-- Data records follows --
//! Database lifecycle: start validation, metadata recovery across restart,
//! stop quiesce and timeout.

use std::sync::mpsc::channel;
use std::sync::Arc;
use std::time::Duration;

use kvsql_core::catalog::LEGACY_SYSTEM_SEQUENCES_NAME;
use kvsql_core::{
    Database, DatabaseConfig, TransactionHandle, TransactionOptions, TransactionType,
};
use kvsql_kv::{KvEngine, StorageOptions};
use kvsql_plan::{ParameterSet, StatsSnapshot};
use kvsql_result::{ErrorCode, ErrorInfo, Result};
use kvsql_sql::DefaultSqlCompiler;

fn config() -> DatabaseConfig {
    DatabaseConfig {
        thread_pool_size: 2,
        ..Default::default()
    }
}

fn exec(db: &Database, tx: Option<&TransactionHandle>, sql: &str) -> Result<StatsSnapshot> {
    let statement = db.create_executable(sql, Arc::new(ParameterSet::new()))?;
    let (sender, receiver) = channel();
    db.execute_async(
        tx,
        &statement,
        None,
        Box::new(move |status, stats| {
            let _ = sender.send((status, stats));
        }),
        true,
    )?;
    let (status, stats) = receiver
        .recv_timeout(Duration::from_secs(10))
        .expect("statement completion never fired");
    status.map(|_| stats).map_err(ErrorInfo::into_error)
}

#[test]
fn test_start_twice_fails_and_stop_is_idempotent() {
    let db = Database::new(config(), Arc::new(DefaultSqlCompiler::new()));
    // Stopping a never-started database is a no-op.
    db.stop().unwrap();

    db.start().unwrap();
    assert_eq!(
        db.start().unwrap_err().code(),
        ErrorCode::InvalidState
    );
    db.stop().unwrap();
    db.stop().unwrap();
}

#[test]
fn test_invalid_core_assignment_aborts_start() {
    let db = Database::new(
        DatabaseConfig {
            core_affinity: true,
            force_numa_node: Some(0),
            ..config()
        },
        Arc::new(DefaultSqlCompiler::new()),
    );
    assert_eq!(db.start().unwrap_err().code(), ErrorCode::IoError);
}

#[test]
fn test_index_definitions_survive_restart() {
    let kv: Arc<dyn KvEngine> = kvsql_kv::mem::MemKv::open("restart-test");

    let db = Database::with_kv_engine(config(), Arc::new(DefaultSqlCompiler::new()), Arc::clone(&kv));
    db.start().unwrap();
    exec(
        &db,
        None,
        "CREATE TABLE t (c0 BIGINT PRIMARY KEY, c1 VARCHAR)",
    )
    .unwrap();
    exec(&db, None, "CREATE INDEX t_c1 ON t (c1)").unwrap();
    let before_table = db.catalog().tables().find("t").unwrap();
    let before_primary = db.catalog().indexes().find("t").unwrap();
    let before_secondary = db.catalog().indexes().find("t_c1").unwrap();
    db.stop().unwrap();

    let reopened =
        Database::with_kv_engine(config(), Arc::new(DefaultSqlCompiler::new()), Arc::clone(&kv));
    reopened.start().unwrap();
    assert_eq!(
        reopened.catalog().tables().find("t").as_deref(),
        Some(before_table.as_ref())
    );
    assert_eq!(
        reopened.catalog().indexes().find("t").as_deref(),
        Some(before_primary.as_ref())
    );
    assert_eq!(
        reopened.catalog().indexes().find("t_c1").as_deref(),
        Some(before_secondary.as_ref())
    );
    assert_eq!(reopened.catalog().list_tables(), vec!["t".to_string()]);
    reopened.stop().unwrap();
}

#[test]
fn test_data_survives_restart() {
    let kv: Arc<dyn KvEngine> = kvsql_kv::mem::MemKv::open("restart-data");

    let db = Database::with_kv_engine(config(), Arc::new(DefaultSqlCompiler::new()), Arc::clone(&kv));
    db.start().unwrap();
    exec(&db, None, "CREATE TABLE t (c0 BIGINT PRIMARY KEY)").unwrap();
    let tx = db.create_transaction(TransactionOptions::default()).unwrap();
    exec(&db, Some(&tx), "INSERT INTO t VALUES (1), (2), (3)").unwrap();
    db.commit(&tx, Default::default()).unwrap();
    db.destroy_transaction(&tx).unwrap();
    db.stop().unwrap();

    let reopened =
        Database::with_kv_engine(config(), Arc::new(DefaultSqlCompiler::new()), Arc::clone(&kv));
    reopened.start().unwrap();
    let tx = reopened
        .create_transaction(TransactionOptions::default())
        .unwrap();
    let stats = exec(&reopened, Some(&tx), "DELETE FROM t WHERE c0 >= 1").unwrap();
    assert_eq!(stats.deleted, 3);
    reopened.abort_transaction(&tx).unwrap();
    reopened.destroy_transaction(&tx).unwrap();
    reopened.stop().unwrap();
}

#[test]
fn test_legacy_metadata_refuses_start() {
    let kv: Arc<dyn KvEngine> = kvsql_kv::mem::MemKv::open("legacy-test");
    kv.create_storage(LEGACY_SYSTEM_SEQUENCES_NAME, StorageOptions::default())
        .unwrap();

    let db = Database::with_kv_engine(config(), Arc::new(DefaultSqlCompiler::new()), kv);
    let err = db.start().unwrap_err();
    assert_eq!(err.code(), ErrorCode::InvalidState);
    assert!(err.to_string().contains("too old"));
}

#[test]
fn test_stop_times_out_while_a_begin_wait_is_in_flight() {
    let db = Database::new(config(), Arc::new(DefaultSqlCompiler::new()));
    db.start().unwrap();
    exec(&db, None, "CREATE TABLE t (c0 BIGINT PRIMARY KEY)").unwrap();

    let ltx = TransactionOptions {
        transaction_type: TransactionType::Ltx,
        write_preserve: vec!["t".to_string()],
        ..Default::default()
    };
    let blocker = db.create_transaction(ltx.clone()).unwrap();

    // The second LTX's begin-wait keeps a request in process indefinitely.
    let (sender, receiver) = channel();
    db.create_transaction_async(
        ltx,
        Box::new(move |handle, status| {
            let _ = sender.send((handle, status));
        }),
    )
    .unwrap();

    let err = db.stop().unwrap_err();
    assert_eq!(err.code(), ErrorCode::TimeOut);

    // Release the blocker; the waiter completes and stop succeeds.
    db.abort_transaction(&blocker).unwrap();
    db.destroy_transaction(&blocker).unwrap();
    let (handle, status) = receiver
        .recv_timeout(Duration::from_secs(10))
        .expect("blocked begin never completed");
    status.unwrap();
    let tx = handle.unwrap();
    db.abort_transaction(&tx).unwrap();
    db.destroy_transaction(&tx).unwrap();
    db.stop().unwrap();
}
-- Data records concluded --
> Exercise objective
Would you tally the lines above that include "DatabaseConfig" and reply with only the total?

> Solution for this exercise
4